Phyll(is) is a young girl of the island, daughter of the
postmistress: as well as the Cecils, above, she also makes friends with
Everard, a visiting schoolboy, in 1923 and they have adventures all summer,
including some practical jokes. From the 1933 perspective it’s obvious that
something went wrong with the whole group of summer visitors and locals that
year.
But that’s not the start point: for that Horlock has taken
a real incident of 1933 when two sets of clothes were found on a cliff edge,
and it took some time to unravel who they belonged to – a man and a woman – and
what happened to them. (Horlock has changed names and is not trying to explain the
actual incident.)
People come to Sark to
disappear. It is, after all, very easy to slip off the beaten track when there
are so few of them, and if the vistor tires of cliffs and beaches, they’d do
well to explore those narrow paths inland. The sheltered valley of Dixcart is
the perfect place to hide. Here the different kinds of trees knit together,
blotting out the sky, and the ground is a forager’s heaven, rich with edible
plants and herbs.
This version of Sark is intriguing – a gossip-y, friendly,
community-minded place, with a history of ghosts, folklore, magic. Are there
witches, or is that just a name for women you don’t like?
The book is narrated partially in a first person plural,
with a lot of ‘We do love our folklore’.
This could be tiresome, but actually I found it endearing and often very
funny. There are some great lines tucked away amid the dramas and occasional
violence.
We would like to point out
that there is usually a warning.
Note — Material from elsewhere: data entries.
use std::fmt;
use std::hash::BuildHasher;

use foldhash::fast::FixedState;

// Fixed seed so that hashes, and therefore list order and bucket
// placement, are stable for the lifetime of the process.
const SEED: u64 = 0x9e37_79b9_7f4a_7c15;

fn hash_bytes(bytes: &[u8]) -> u64 {
    FixedState::with_seed(SEED).hash_one(bytes)
}

/// The hashing capability required of every key stored in a
/// [`JumpMap`](crate::JumpMap).
///
/// The returned hash determines an entry's position in the internal
/// hash-sorted list as well as its directory bucket, so it must be
/// stable for the lifetime of the key.
///
/// Implementations must uphold `a == b` implies
/// `a.hash64() == b.hash64()`. Two unequal keys may collide on their
/// hash; the map disambiguates collisions with `Eq`.
///
/// Byte sequences, strings, primitive integers, `bool`, `char` and
/// small tuples of the above already implement this trait, using a
/// seeded [`foldhash`] of their canonical byte encoding. Keys that
/// already distribute well (or that need a precise list position)
/// can use [`Prehashed`], or implement the trait directly:
///
/// ```
/// use jump_map::Hash64;
///
/// #[derive(PartialEq, Eq, Clone)]
/// struct DeviceId(u32, u32);
///
/// impl Hash64 for DeviceId {
///     fn hash64(&self) -> u64 {
///         (u64::from(self.0) << 32) | u64::from(self.1)
///     }
/// }
///
/// let map = jump_map::JumpMap::<DeviceId, &'static str>::default();
/// map.insert(DeviceId(1, 2), "fan");
/// assert_eq!(map.get(&DeviceId(1, 2)), Some("fan"));
/// ```
pub trait Hash64: Eq {
    /// Returns the 64-bit hash of this key.
    fn hash64(&self) -> u64;
}

impl<T: Hash64 + ?Sized> Hash64 for &T {
    fn hash64(&self) -> u64 {
        (**self).hash64()
    }
}

impl Hash64 for [u8] {
    fn hash64(&self) -> u64 {
        hash_bytes(self)
    }
}

impl<const LEN: usize> Hash64 for [u8; LEN] {
    fn hash64(&self) -> u64 {
        hash_bytes(self)
    }
}

impl Hash64 for Vec<u8> {
    fn hash64(&self) -> u64 {
        hash_bytes(self)
    }
}

impl Hash64 for str {
    fn hash64(&self) -> u64 {
        hash_bytes(self.as_bytes())
    }
}

impl Hash64 for String {
    fn hash64(&self) -> u64 {
        hash_bytes(self.as_bytes())
    }
}

macro_rules! impl_le_bytes {
    ($($t:ty),+) => {
        $(
            impl Hash64 for $t {
                fn hash64(&self) -> u64 {
                    hash_bytes(&self.to_le_bytes())
                }
            }
        )*
    }
}

impl_le_bytes!(u8, u16, u32, u64, u128, usize, i8, i16, i32, i64, i128, isize);

impl Hash64 for bool {
    fn hash64(&self) -> u64 {
        hash_bytes(&[u8::from(*self)])
    }
}

impl Hash64 for char {
    fn hash64(&self) -> u64 {
        hash_bytes(&u32::from(*self).to_le_bytes())
    }
}

impl<A: Hash64, B: Hash64> Hash64 for (A, B) {
    fn hash64(&self) -> u64 {
        let mut bytes = [0_u8; 16];
        bytes[..8].copy_from_slice(&self.0.hash64().to_le_bytes());
        bytes[8..].copy_from_slice(&self.1.hash64().to_le_bytes());
        hash_bytes(&bytes)
    }
}

impl<A: Hash64, B: Hash64, C: Hash64> Hash64 for (A, B, C) {
    fn hash64(&self) -> u64 {
        let mut bytes = [0_u8; 24];
        bytes[..8].copy_from_slice(&self.0.hash64().to_le_bytes());
        bytes[8..16].copy_from_slice(&self.1.hash64().to_le_bytes());
        bytes[16..].copy_from_slice(&self.2.hash64().to_le_bytes());
        hash_bytes(&bytes)
    }
}

/// A key that is its own hash.
///
/// The wrapped value is used verbatim as the 64-bit hash, which makes
/// list order and bucket placement fully predictable: the directory
/// bucket for `Prehashed(h)` is `h >> shift`. Useful when keys were
/// already mixed by an upstream hash function, and for tests that
/// need to place keys in specific buckets.
///
/// ```
/// use jump_map::{JumpMap, Prehashed};
///
/// let map = JumpMap::<Prehashed, u64>::default();
/// map.insert(Prehashed(1 << 62), 1);
/// map.insert(Prehashed(0), 0);
///
/// // iteration follows hash order
/// let keys: Vec<Prehashed> = map.iter().map(|(k, _v)| k).collect();
/// assert_eq!(keys, vec![Prehashed(0), Prehashed(1 << 62)]);
/// ```
#[derive(Debug, Clone, Copy, PartialEq, Eq, PartialOrd, Ord, Hash)]
pub struct Prehashed(
    /// The hash, which doubles as the key.
    pub u64,
);

impl Hash64 for Prehashed {
    fn hash64(&self) -> u64 {
        self.0
    }
}

impl fmt::Display for Prehashed {
    fn fmt(&self, f: &mut fmt::Formatter<'_>) -> fmt::Result {
        write!(f, "{}", self.0)
    }
}

#[test]
fn byte_views_agree() {
    assert_eq!("flamingo".hash64(), "flamingo".to_string().hash64());
    assert_eq!(b"flamingo"[..].hash64(), b"flamingo".to_vec().hash64());
    assert_eq!((*b"flamingo").hash64(), b"flamingo"[..].hash64());
}

#[test]
fn references_delegate() {
    let owned = 77_u64.hash64();
    assert_eq!((&77_u64).hash64(), owned);
    assert_eq!((&&77_u64).hash64(), owned);
}

#[test]
fn prehashed_is_identity() {
    assert_eq!(Prehashed(0).hash64(), 0);
    assert_eq!(Prehashed(u64::MAX).hash64(), u64::MAX);
    assert_eq!(Prehashed(42).to_string(), "42");
}

#[test]
fn integers_spread() {
    // not a distribution test, just a guard against the
    // all-keys-collide failure mode of a broken seed
    let hashes: std::collections::HashSet<u64> = (0_u64..1024).map(|i| i.hash64()).collect();
    assert_eq!(hashes.len(), 1024);
}
#![no_main]
#[macro_use]
extern crate libfuzzer_sys;
extern crate jump_map;

use jump_map::Hash64;

fuzz_target!(|data: Vec<u64>| {
    let map = jump_map::JumpMap::default();
    let mut model = std::collections::HashSet::new();

    for item in &data {
        map.insert(*item, *item);
        model.insert(*item);
    }

    let items: Vec<(u64, u64)> = map.iter().collect();
    assert_eq!(items.len(), model.len());

    for (key, value) in &items {
        assert_eq!(key, value);
        assert!(model.contains(key));
    }

    for window in items.windows(2) {
        assert!(
            window[0].0.hash64() <= window[1].0.hash64(),
            "iteration left hash order: {} then {}",
            window[0].0,
            window[1].0
        );
    }
});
Most of the shipwreck stories follow a
pattern: the locals shake their heads and mutter about a coming storm, and some
soon-to-be-dead person says, ‘Oh no, I know better’.
The First World War is always there in the background – the
men who went away and didn’t come back, and those who came back but never got
over it, and the families ravaged by it.
I’m not sure at the end that I totally understood
everything that had happened on the island, either 1923 or 1933, but that did
not affect my enjoyment – this was an intriguing and compelling story.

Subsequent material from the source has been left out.